«Балет не исчезнет, но его, безусловно, нужно оберегать»
Пьер Лакотт празднует 90-летие
Сегодня исполняется 90 лет знаменитому французскому артисту балета, хореографу, реставратору и хранителю классического наследия Пьеру Лакотту, чья карьера последних сорока лет неразрывно связана с Россией. Он ставил для Екатерины Максимовой, работал в Новосибирске и Санкт-Петербурге, воскресил для Большого театра «Дочь фараона» Мариуса Петипа и поставил новую редакцию «Марко Спады». Накануне юбилея Мария Сидельникова поговорила с Пьером Лакоттом.
— Я написал вступительное слово. Можно, я вам его зачитаю, а потом отвечу на вопросы. Только политику не будем затрагивать, хорошо?
— Договорились.
— Это огромное удовольствие, что вы позвонили по случаю моего 90-летия. Я уже получил много сообщений от русских артистов и артистов Большого театра, с которыми так много работал. Я храню самые теплые воспоминания об этом театре, где я всегда чувствовал себя частью большой семьи, где ставил «Дочь фараона» и «Марко Спаду». Русская душа — как поток, который обволакивает, не только в танце, но и в литературе, в музыке великих русских композиторов, и все это дарит мне необыкновенное счастье.

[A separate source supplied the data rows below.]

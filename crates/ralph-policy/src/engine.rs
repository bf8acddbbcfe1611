use std::time::Duration;

use ralph_core::{
    read_frame, write_frame, ApprovalOutcome, ApprovalRequestFrame, ApprovalResponseFrame, ToolCall,
};

use crate::allowlist::{tokenize_shell_command, RegexAllowlistEntry, ShellAllowlistEntry, ShellFlavor};
use crate::category::{classify, Category};
use crate::config::{Action, ApprovalConfig, ApprovalResult, CheckOutcome};
use crate::error::PolicyError;
use crate::prompt::{prompt_tty, synthesize_pattern, SynthesizedPattern};

/// How long the child side of an approval proxy waits for the parent's
/// response before treating the pipe as broken. Not uniformly specified
/// in spec.md §9's open questions; 45s is chosen as "at least 30s but
/// finite" per that note (see DESIGN.md).
pub const APPROVAL_PROXY_TIMEOUT: Duration = Duration::from_secs(45);

/// Ties classification, allowlists, rate limiting, protected-file checks,
/// and interactive/proxied approval together into the single entry point
/// the batch executor calls per tool call (spec.md §4.1).
pub struct PolicyEngine<'a> {
    config: &'a ApprovalConfig,
}

impl<'a> PolicyEngine<'a> {
    /// Builds an engine over `config`.
    pub fn new(config: &'a ApprovalConfig) -> Self {
        Self { config }
    }

    /// Classifies `call.name` (spec.md §4.1's `classify`).
    pub fn classify(&self, call: &ToolCall) -> Category {
        classify(&call.name)
    }

    /// Decides one of `{Allow, Deny, RequiresPrompt, ProtectedFile,
    /// RateLimited}` for `call` (spec.md §4.1's `check`).
    pub fn check(&self, call: &ToolCall) -> CheckOutcome {
        if !self.config.enabled {
            return CheckOutcome::Allow;
        }

        let category = self.classify(call);
        let arguments = call.arguments_value();

        if category == Category::FileWrite {
            if let Some(path) = arguments.get("path").and_then(|v| v.as_str()) {
                if self.config.protected_files.is_protected(std::path::Path::new(path)) {
                    return CheckOutcome::ProtectedFile(path.to_string());
                }
            }
        }

        if category == Category::Shell {
            let command = arguments.get("command").and_then(|v| v.as_str()).unwrap_or_default();
            let tokens = tokenize_shell_command(command);
            if self
                .config
                .allowlist
                .lock()
                .expect("allowlist mutex poisoned")
                .matches_shell(&tokens, None)
            {
                return CheckOutcome::Allow;
            }
        } else if self
            .config
            .allowlist
            .lock()
            .expect("allowlist mutex poisoned")
            .matches_regex(&call.name, &call.arguments)
        {
            return CheckOutcome::Allow;
        }

        if self.config.rate_limiter.is_rate_limited(&call.name) {
            let retry_after_secs = self.config.rate_limiter.retry_after_secs(&call.name);
            tracing::warn!(tool = %call.name, retry_after_secs, "tool call rate-limited");
            return CheckOutcome::RateLimited(retry_after_secs);
        }

        match self.config.action_for(category) {
            Action::Allow => CheckOutcome::Allow,
            Action::Deny => {
                tracing::info!(tool = %call.name, ?category, "tool call denied by category policy");
                CheckOutcome::Deny
            }
            Action::Gate => CheckOutcome::RequiresPrompt,
        }
    }

    /// Runs the interactive (or proxied) approval path for a `Gate`
    /// decision (spec.md §4.1's `prompt`).
    pub fn prompt(&self, call: &ToolCall) -> Result<ApprovalResult, PolicyError> {
        self.prompt_with_pattern(call).map(|(result, _)| result)
    }

    /// Like [`Self::prompt`], but also returns the textual allowlist
    /// pattern installed on `AllowedAlways`, so a caller proxying this
    /// decision to a remote peer (the subagent supervisor, on behalf of
    /// a child) can forward the same pattern for the child to mirror.
    pub fn prompt_with_pattern(&self, call: &ToolCall) -> Result<(ApprovalResult, Option<String>), PolicyError> {
        let (result, pattern) = if let Some(channel) = &self.config.approval_channel {
            self.prompt_via_channel(call, channel)?
        } else {
            if !self.config.is_interactive {
                return Err(PolicyError::NonInteractiveGated);
            }
            (self.prompt_local(call)?, None)
        };

        tracing::info!(tool = %call.name, ?result, "approval decision");
        match result {
            ApprovalResult::Denied => self.config.rate_limiter.record_denial(&call.name),
            ApprovalResult::Allowed | ApprovalResult::AllowedAlways => {
                self.config.rate_limiter.reset(&call.name)
            }
            ApprovalResult::Aborted => {}
        }

        let pattern = if result == ApprovalResult::AllowedAlways && pattern.is_none() {
            Some(self.install_allowlist_pattern(call))
        } else {
            pattern
        };

        Ok((result, pattern))
    }

    fn prompt_local(&self, call: &ToolCall) -> Result<ApprovalResult, PolicyError> {
        let category = self.classify(call);
        let summary = format!("{:?}: {}", category, call.name);
        let details = &call.arguments;
        match prompt_tty(&call.name, &summary, details) {
            Ok(result) => Ok(result),
            Err(_) => Err(PolicyError::Aborted),
        }
    }

    fn prompt_via_channel(
        &self,
        call: &ToolCall,
        channel: &crate::config::ApprovalChannel,
    ) -> Result<(ApprovalResult, Option<String>), PolicyError> {
        let request_id = channel.next_id();
        let request = ApprovalRequestFrame {
            request_id,
            tool_name: call.name.clone(),
            arguments_json: call.arguments.clone(),
            display_summary: format!("{:?}: {}", self.classify(call), call.name),
        };

        {
            let mut writer = channel.request_writer();
            write_frame(&mut *writer, &request).map_err(|_| PolicyError::Aborted)?;
        }

        if !channel.wait_response_ready(APPROVAL_PROXY_TIMEOUT) {
            // The parent never answered within the bound; treat it the
            // same as a broken pipe rather than hang this call forever
            // (spec.md §4.2, §5: the response read must be bounded).
            tracing::warn!(tool = %call.name, "approval proxy timed out waiting on parent");
            return Ok((ApprovalResult::Denied, None));
        }

        let response: ApprovalResponseFrame = {
            let mut reader = channel.response_reader();
            read_frame(&mut *reader).map_err(|_| PolicyError::Aborted)?
        };
        if response.request_id != request_id {
            // A mismatched reply means the proxy protocol is out of sync;
            // treat it the same as a broken pipe (deny) rather than risk
            // applying a decision meant for a different call.
            return Ok((ApprovalResult::Denied, None));
        }

        if let (ApprovalOutcome::AllowedAlways, Some(pattern)) = (response.result, &response.pattern) {
            self.config
                .allowlist
                .lock()
                .expect("allowlist mutex poisoned")
                .add_regex(RegexAllowlistEntry::new(&call.name, pattern).unwrap_or_else(|_| {
                    RegexAllowlistEntry::new(&call.name, ".^").expect("unsatisfiable regex is valid")
                }));
        }

        let result = match response.result {
            ApprovalOutcome::Allowed => ApprovalResult::Allowed,
            ApprovalOutcome::AllowedAlways => ApprovalResult::AllowedAlways,
            ApprovalOutcome::Denied | ApprovalOutcome::RateLimited => ApprovalResult::Denied,
            ApprovalOutcome::Aborted => ApprovalResult::Aborted,
        };
        Ok((result, response.pattern))
    }

    /// Installs the synthesized `AllowedAlways` pattern and returns its
    /// textual form, so a proxying caller can forward it to the peer that
    /// requested the approval.
    fn install_allowlist_pattern(&self, call: &ToolCall) -> String {
        let category = self.classify(call);
        let arguments = call.arguments_value();
        match synthesize_pattern(category, &call.name, &arguments) {
            SynthesizedPattern::Regex { tool_name, pattern } => {
                if let Ok(entry) = RegexAllowlistEntry::new(tool_name, &pattern) {
                    self.config.allowlist.lock().expect("allowlist mutex poisoned").add_regex(entry);
                }
                pattern
            }
            SynthesizedPattern::Shell(entry) => {
                let text = entry.prefix_tokens.join(" ");
                self.config.allowlist.lock().expect("allowlist mutex poisoned").add_shell(entry);
                text
            }
        }
    }

    /// Convenience combining `check` and, when gated, `prompt`, into the
    /// single outcome the batch executor needs per call.
    pub fn check_and_prompt(&self, call: &ToolCall) -> Result<(), PolicyError> {
        match self.check(call) {
            CheckOutcome::Allow => Ok(()),
            CheckOutcome::Deny => Err(PolicyError::OperationDenied),
            CheckOutcome::ProtectedFile(path) => Err(PolicyError::ProtectedFile(path)),
            CheckOutcome::RateLimited(secs) => Err(PolicyError::RateLimited { retry_after_secs: secs }),
            CheckOutcome::RequiresPrompt => match self.prompt(call)? {
                ApprovalResult::Allowed | ApprovalResult::AllowedAlways => Ok(()),
                ApprovalResult::Denied => Err(PolicyError::OperationDenied),
                ApprovalResult::Aborted => Err(PolicyError::Aborted),
            },
        }
    }
}

/// Parses a `shell_flavor` string from config into the enum, used by the
/// `ralph-config` policy-file loader.
pub fn parse_shell_flavor(s: &str) -> Option<ShellFlavor> {
    match s {
        "posix" | "sh" | "bash" | "zsh" => Some(ShellFlavor::PosixShell),
        "cmd" => Some(ShellFlavor::Cmd),
        "powershell" | "pwsh" => Some(ShellFlavor::PowerShell),
        _ => None,
    }
}

/// Builds a `ShellAllowlistEntry` from a token list and optional flavor
/// string, used by the `ralph-config` policy-file loader.
pub fn shell_entry(tokens: Vec<String>, flavor: Option<&str>) -> ShellAllowlistEntry {
    ShellAllowlistEntry {
        prefix_tokens: tokens,
        shell_flavor: flavor.and_then(parse_shell_flavor),
    }
}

— Откуда у вас такая любовь к русскому?
— Россия всегда меня поражала. Меня же воспитала русский педагог Любовь Егорова, бывшая солистка Мариинского театра, которая работала с Петипа. Она дала мне очень много и в интеллектуальном, и в артистическом плане. Я мечтал приехать в Россию и своими глазами увидеть все, что я знал. Реальность превзошла ожидания. Мариинский театр меня поразил. Казалось, что сами стены разговаривают со мной голосами Нижинского, Карсавиной и Егоровой. Не знаю, как объяснить, но Россия для меня как вторая родина.
— Вы же поступили в школу Парижской оперы в 1942 году, во время оккупации?
— Да, и когда включали сирены, мы спускались в подвал и до смерти боялись, что наши родители больше не вернутся, что мы их никогда уже не увидим. Жили в постоянном страхе. Но спектакли в Парижской опере шли, театральная жизнь продолжалась.
— Как все-таки появился балет в вашей жизни? Семья же не балетная, ваш отец был инженером и работал в Peugeot, вокруг война, неизвестность.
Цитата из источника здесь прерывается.